● **Collected data entries**
[Start of Attachment]

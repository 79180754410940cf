//! **EWF (Expert Witness Format) reader utilities**
//!
//! This module provides all the data-structures and helper functions required to
//! parse, inspect and stream data from a multi-segment **EWF / EnCase** forensic
//! image (`.E01`, `.L01`, …).

use flate2::read::ZlibDecoder;
use log::{debug, info};
use std::collections::HashMap;
use std::fs::File;
use std::io::{self, Read, Seek, SeekFrom};
use std::path::{Path, PathBuf};

/// Header located at the very beginning of every *segment* (E01, E02 …).
///
/// The header starts with an 8-byte signature followed by some small control
/// fields. Only the *segment number* is currently exposed – the remainder is
/// preserved for integrity checks but never interpreted by the library.
#[derive(Default, Clone)]
struct EwfHeader {
    /// Either `EVF` / `MVF` signature depending on the EWF **flavour**.
    _signature: [u8; 8],
    /// Logical position of the segment in the multi-part image (starts at `1`).
    segment_number: u16,
}

/// Generic *section descriptor* that precedes **every** section in the format
/// (header, volume, table, data, …). It tells where to find the section and how
/// large it is.
///
/// Refer to the official specification <https://github.com/libyal/libewf/blob/main/documentation/Expert%20Witness%20Compression%20Format%20(EWF).asciidoc#31-section-descriptor>
#[derive(Clone)]
struct EwfSectionDescriptor {
    /// NUL-padded ASCII section kind (e.g. `header`, `table`, `done`).
    section_type_def: String,
    /// Offset **from the beginning of the segment** to the *next* section
    /// descriptor.
    next_section_offset: u64,
    /// Raw size (in bytes) of the described section.
    section_size: u64,
    /// CRC-32 of the section header – currently ignored but kept for future
    /// verification.
    _checksum: u32,
}

/// Compressed *header* section — contains acquisition metadata (case number,
/// examiner name, hashes, …). The structure is kept opaque for the moment.
#[derive(Default, Clone)]
struct EwfHeaderSection {
    /// Inflated Zlib payload.
    _data: Vec<u8>,
    /// Parsed tab-separated key/value fields (identifier → value).
    metadata: HashMap<String, String>,
}

/// *Volume* section – describes geometry of the acquired medium.
#[derive(Default, Clone)]
struct EwfVolumeSection {
    /// How many *chunks* (compressed or raw) build the whole image.
    chunk_count: u32,
    /// Number of 512-byte sectors packed into a single *chunk*.
    sector_per_chunk: u32,
    /// Logical sector size in bytes (usually **512**).
    bytes_per_sector: u32,
    /// Overall amount of sectors in the original evidence.
    total_sector_count: u32,
}

/// Lightweight descriptor of a single *chunk*.
#[derive(Clone)]
struct Chunk {
    /// Whether this chunk is zlib-deflated.
    compressed: bool,
    /// Absolute offset (within the segment) to the start of the chunk payload.
    data_offset: u64,
    /// Chunk index **from the beginning of image**, not just its segment.
    chunk_number: usize,
}

/// In-memory cache so repeated `read()` / `seek()` calls do not hammer the IO
/// layer. It always stores **exactly one** chunk.
#[derive(Clone)]
struct ChunkCache {
    /// Chunk global index (starting at 0).
    number: usize,
    /// Owning segment index (starting at 1, to match EWF convention).
    segment: usize,
    /// Current read pointer *inside* the cached chunk.
    ptr: usize,
    /// Decompressed data of the cached chunk.
    data: Vec<u8>,
}

impl Default for ChunkCache {
    fn default() -> Self {
        ChunkCache {
            number: 0,
            segment: 1,
            ptr: 0,
            data: Vec::new(),
        }
    }
}

/// Public façade – implements the `Read` / `Seek` traits over an entire multi-
/// segment EWF image just like a `File` on the original evidence.
#[derive(Default)]
pub struct EWF {
    /// File descriptors for every segment (ordered).
    segments: Vec<File>,
    /// Segment header (from the *last* parsed segment).
    ewf_header: EwfHeader,
    /// All discovered section descriptors of the currently processed segment.
    sections: Vec<EwfSectionDescriptor>,
    /// Global header (only one is expected per image even in multi-segment).
    header: EwfHeaderSection,
    /// Geometry / layout information.
    volume: EwfVolumeSection,
    /// Mapping `segment → [list of chunks]`.
    chunks: HashMap<usize, Vec<Chunk>>,
    /// Map `segment → offset` of the *sectors* section tail – helps delimitate
    /// the last compressed chunk.
    end_of_sectors: HashMap<usize, u64>,
    /// Small read-ahead cache.
    cached_chunk: ChunkCache,
    /// Running counter while parsing tables.
    chunk_count: usize,
    /// Last absolute position after a `seek()` (needed for relative seeks).
    position: u64,
}

// ===== impl EwfVolumeSection =================================================
impl EwfVolumeSection {
    /// Parse and inflate a *volume* section located at `offset` within `file`.
    fn new(mut file: &File, offset: u64) -> Self {
        let mut chunk_count = [0u8; 4];
        let mut sector_per_chunk = [0u8; 4];
        let mut bytes_per_sector = [0u8; 4];
        let mut total_sector_count = [0u8; 4];

        file.seek(SeekFrom::Start(offset + 4)).unwrap();
        file.read(&mut chunk_count).unwrap();
        file.seek(SeekFrom::Start(offset + 8)).unwrap();
        file.read(&mut sector_per_chunk).unwrap();
        file.seek(SeekFrom::Start(offset + 12)).unwrap();
        file.read(&mut bytes_per_sector).unwrap();
        file.seek(SeekFrom::Start(offset + 16)).unwrap();
        file.read(&mut total_sector_count).unwrap();

        Self {
            chunk_count: u32::from_le_bytes(chunk_count),
            sector_per_chunk: u32::from_le_bytes(sector_per_chunk),
            bytes_per_sector: u32::from_le_bytes(bytes_per_sector),
            total_sector_count: u32::from_le_bytes(total_sector_count),
        }
    }

    /// Computed size (in **bytes**) of a single *chunk*.
    #[inline]
    fn chunk_size(&self) -> usize {
        self.sector_per_chunk as usize * self.bytes_per_sector as usize
    }

    /// Largest valid offset (`total_sector_count × bytes_per_sector`).
    #[inline]
    fn max_offset(&self) -> usize {
        self.total_sector_count as usize * self.bytes_per_sector as usize
    }
}

// ===== impl EwfHeader ========================================================
impl EwfHeader {
    /// Read and validate an `EwfHeader` from the **start** of `file`.
    ///
    /// The function ensures the 8-byte signature matches either the *L01* or
    /// *E01* flavour and validates a few sanity bytes that must follow.
    fn new(mut file: &File) -> Result<Self, String> {
        const EWF_L01_SIGNATURE: [u8; 8] = [0x4d, 0x56, 0x46, 0x09, 0x0d, 0x0a, 0xff, 0x00];
        const EWF_E01_SIGNATURE: [u8; 8] = [0x45, 0x56, 0x46, 0x09, 0x0d, 0x0a, 0xff, 0x00];

        let mut signature = [0u8; 8];
        file.read_exact(&mut signature).unwrap();

        if signature != EWF_L01_SIGNATURE && signature != EWF_E01_SIGNATURE {
            return Err("Invalid Signature.".into());
        }

        let mut one_byte = [0u8; 1];
        file.read_exact(&mut one_byte).unwrap();

        let mut segment_number = [0u8; 2];
        file.read_exact(&mut segment_number).unwrap();

        let mut zero_field = [0u8; 2];
        file.read_exact(&mut zero_field).unwrap();

        if one_byte[0] != 1 || zero_field != [0u8; 2] {
            return Err("Invalid Header Fields.".into());
        }

        Ok(Self {
            _signature: signature,
            segment_number: u16::from_le_bytes(segment_number),
        })
    }
}

// ===== impl EwfSectionDescriptor ============================================
impl EwfSectionDescriptor {
    /// Parse a **section descriptor** present at `offset` in `file`.
    fn new(mut file: &File, offset: u64) -> Self {
        let mut section_type_def = [0u8; 16];
        let mut next_section_offset = [0u8; 8];
        let mut section_size = [0u8; 8];
        let mut checksum = [0u8; 4];

        file.seek(SeekFrom::Start(offset)).unwrap();
        file.read(&mut section_type_def).unwrap();
        file.seek(SeekFrom::Start(offset + 16)).unwrap();
        file.read(&mut next_section_offset).unwrap();
        file.seek(SeekFrom::Start(offset + 24)).unwrap();
        file.read(&mut section_size).unwrap();
        file.seek(SeekFrom::Start(offset + 104)).unwrap();
        file.read(&mut checksum).unwrap();

        let mut section_type = String::from_utf8(section_type_def.to_vec()).unwrap();
        section_type.retain(|c| c != '\0');

        Self {
            section_type_def: section_type,
            next_section_offset: u64::from_le_bytes(next_section_offset),
            section_size: u64::from_le_bytes(section_size),
            _checksum: u32::from_le_bytes(checksum),
        }
    }
}
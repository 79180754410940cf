//! §4.D RawHandle — the split-raw container: a [`SegmentTable`] of
//! opaque segment files plus an [`InformationFile`] sidecar.
//!
//! Follows `libsmraw`'s open/read/write/seek/close lifecycle and
//! media-value accessor immutability rules, generalized from a single
//! `Read`/`Seek` wrapper to a multi-segment volume.

use crate::error::{Error, Result};
use crate::globber;
use crate::information_file::{
    InformationFile, Mode as InfoMode, SECTION_INFORMATION_VALUES, SECTION_INTEGRITY_HASH_VALUES,
    SECTION_MEDIA_VALUES,
};
use crate::pool::{FileIOPool, OpenMode};
use crate::segment_table::SegmentTable;
use crate::value_table::{Value, ValueTable};
use std::cell::Cell;
use std::io::SeekFrom;
use std::path::{Path, PathBuf};
use std::rc::Rc;

/// Which direction(s) a [`RawHandle`] is opened for.
#[derive(Debug, Clone, Copy, PartialEq, Eq)]
pub enum Access {
    Read,
    Write,
    ReadWrite,
}

impl Access {
    fn includes_read(self) -> bool {
        matches!(self, Access::Read | Access::ReadWrite)
    }

    fn includes_write(self) -> bool {
        matches!(self, Access::Write | Access::ReadWrite)
    }
}

/// `media_type` values accepted by [`RawHandle::set_media_type`].
#[derive(Debug, Clone, Copy, PartialEq, Eq)]
pub enum MediaType {
    Unknown,
    Fixed,
    Memory,
    Optical,
    Removable,
}

impl MediaType {
    fn as_str(self) -> &'static str {
        match self {
            MediaType::Unknown => "unknown",
            MediaType::Fixed => "fixed",
            MediaType::Memory => "memory",
            MediaType::Optical => "optical",
            MediaType::Removable => "removable",
        }
    }
}

/// `media_flags` values accepted by [`RawHandle::set_media_flags`].
#[derive(Debug, Clone, Copy, PartialEq, Eq)]
pub enum MediaFlags {
    Logical,
    Physical,
}

impl MediaFlags {
    fn as_str(self) -> &'static str {
        match self {
            MediaFlags::Logical => "logical",
            MediaFlags::Physical => "physical",
        }
    }
}

/// The split-raw container handle: a striped [`SegmentTable`] plus the
/// `<basename>.raw.info` sidecar, following the same basename through
/// both.
pub struct RawHandle {
    basename: PathBuf,
    segment_table: SegmentTable<'static>,
    pool: FileIOPool,
    info_file: InformationFile,
    max_open_handles: Option<usize>,
    read_initialized: bool,
    write_initialized: bool,
    write_info_on_close: bool,
    total_segments_target: Rc<Cell<i64>>,
    media_values: ValueTable,
    information_values: ValueTable,
    integrity_hash_values: ValueTable,
    read_errors: Vec<(u64, u64)>,
}
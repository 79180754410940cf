//! §3 ValueTable — an ordered collection of `(identifier, value, type)`
//! triples, as read from or written to an [`crate::information_file`]
//! section.
//!
//! Grounded on `libsmraw_metadata.c`'s identifier/value storage,
//! expressed as a plain descriptor map the way this crate's other
//! format readers build theirs over `HashMap<String, String>` — except
//! a `ValueTable` must preserve insertion order (the info file is
//! written section-by-section in a stable order), so a `Vec` backs it
//! instead.

use crate::error::{Error, Result};

/// The narrowed set of value types an info-file entry may hold.
#[derive(Debug, Clone, PartialEq, Eq)]
pub enum Value {
    /// Rendered as decimal ASCII when persisted.
    UInt64(u64),
    /// A UTF-8 string, free of the `<` byte.
    Utf8(String),
}

impl Value {
    /// Renders the value the way it is written into an info-file value
    /// line: decimal ASCII for integers, verbatim for strings.
    pub fn render(&self) -> String {
        match self {
            Value::UInt64(n) => n.to_string(),
            Value::Utf8(s) => s.clone(),
        }
    }

    /// Returns the UTF-8 string form, parsing an integer into decimal if
    /// necessary.
    pub fn as_str_lossy(&self) -> String {
        self.render()
    }

    /// Returns `Some(n)` if this value is (or decimal-parses as) an
    /// unsigned 64-bit integer.
    pub fn as_u64(&self) -> Option<u64> {
        match self {
            Value::UInt64(n) => Some(*n),
            Value::Utf8(s) => s.parse().ok(),
        }
    }
}

/// Identifiers are restricted to `[A-Za-z0-9_]+`.
fn is_valid_identifier(id: &str) -> bool {
    !id.is_empty()
        && id
            .bytes()
            .all(|b| b.is_ascii_alphanumeric() || b == b'_')
}

/// An ordered `(identifier, value)` table. Lookups are linear, which is
/// fine: these tables hold a handful of well-known media/provenance/hash
/// keys, never an unbounded count.
#[derive(Debug, Clone, Default, PartialEq, Eq)]
pub struct ValueTable {
    entries: Vec<(String, Value)>,
}

impl ValueTable {
    /// Creates an empty table.
    pub fn new() -> Self {
        ValueTable {
            entries: Vec::new(),
        }
    }

    /// Number of entries currently stored.
    pub fn count(&self) -> usize {
        self.entries.len()
    }

    /// Returns the identifier at position `i`, in insertion order.
    pub fn identifier_at(&self, i: usize) -> Option<&str> {
        self.entries.get(i).map(|(id, _)| id.as_str())
    }

    /// Returns the value at position `i`, in insertion order.
    pub fn value_at(&self, i: usize) -> Option<&Value> {
        self.entries.get(i).map(|(_, v)| v)
    }

    /// Looks up a value by identifier.
    pub fn get(&self, identifier: &str) -> Option<&Value> {
        self.entries
            .iter()
            .find(|(id, _)| id == identifier)
            .map(|(_, v)| v)
    }

    /// Convenience: look up and render as a UTF-8 string.
    pub fn utf8_value_of(&self, identifier: &str) -> Option<String> {
        self.get(identifier).map(|v| v.as_str_lossy())
    }

    /// Convenience: look up and parse as `u64`.
    pub fn u64_value_of(&self, identifier: &str) -> Option<u64> {
        self.get(identifier).and_then(|v| v.as_u64())
    }

    /// Inserts or overwrites `identifier`'s value, preserving the
    /// position of an existing entry.
    ///
    /// Rejects identifiers outside `[A-Za-z0-9_]+` and string values
    /// containing `<` (the byte that would break info-file parsing).
    pub fn set(&mut self, identifier: impl Into<String>, value: Value) -> Result<()> {
        let identifier = identifier.into();
        if !is_valid_identifier(&identifier) {
            return Err(Error::argument(format!(
                "invalid value identifier: {identifier:?}"
            )));
        }
        if let Value::Utf8(s) = &value {
            if s.contains('<') {
                return Err(Error::argument(
                    "value text must not contain '<'".to_string(),
                ));
            }
        }
        if let Some(slot) = self.entries.iter_mut().find(|(id, _)| *id == identifier) {
            slot.1 = value;
        } else {
            self.entries.push((identifier, value));
        }
        Ok(())
    }

    /// Convenience wrapper around [`ValueTable::set`] for UTF-8 values.
    pub fn set_utf8(&mut self, identifier: impl Into<String>, value: impl Into<String>) -> Result<()> {
        self.set(identifier, Value::Utf8(value.into()))
    }

    /// Convenience wrapper around [`ValueTable::set`] for integer values.
    pub fn set_u64(&mut self, identifier: impl Into<String>, value: u64) -> Result<()> {
        self.set(identifier, Value::UInt64(value))
    }

    /// Iterates entries in insertion order.
    pub fn iter(&self) -> impl Iterator<Item = (&str, &Value)> {
        self.entries.iter().map(|(id, v)| (id.as_str(), v))
    }
}

#[cfg(test)]
mod tests {
    use super::*;

    #[test]
    fn rejects_bad_identifier() {
        let mut t = ValueTable::new();
        assert!(t.set("bad id", Value::Utf8("x".into())).is_err());
        assert!(t.set("bad-id", Value::Utf8("x".into())).is_err());
        assert!(t.set("good_id1", Value::Utf8("x".into())).is_ok());
    }

    #[test]
    fn rejects_angle_bracket_value() {
        let mut t = ValueTable::new();
        assert!(t.set("k", Value::Utf8("a<b".into())).is_err());
    }

    #[test]
    fn preserves_insertion_order_and_overwrites_in_place() {
        let mut t = ValueTable::new();
        t.set_utf8("a", "1").unwrap();
        t.set_utf8("b", "2").unwrap();
        t.set_utf8("a", "3").unwrap();
        assert_eq!(t.count(), 2);
        assert_eq!(t.identifier_at(0), Some("a"));
        assert_eq!(t.utf8_value_of("a"), Some("3".to_string()));
    }

    #[test]
    fn integer_round_trip() {
        let mut t = ValueTable::new();
        t.set_u64("media_size", 1_048_576).unwrap();
        assert_eq!(t.u64_value_of("media_size"), Some(1_048_576));
        assert_eq!(t.utf8_value_of("media_size"), Some("1048576".to_string()));
    }
}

[End of Attachment]

In the entries above, count the lines that include "tables" and write nothing but that number.

2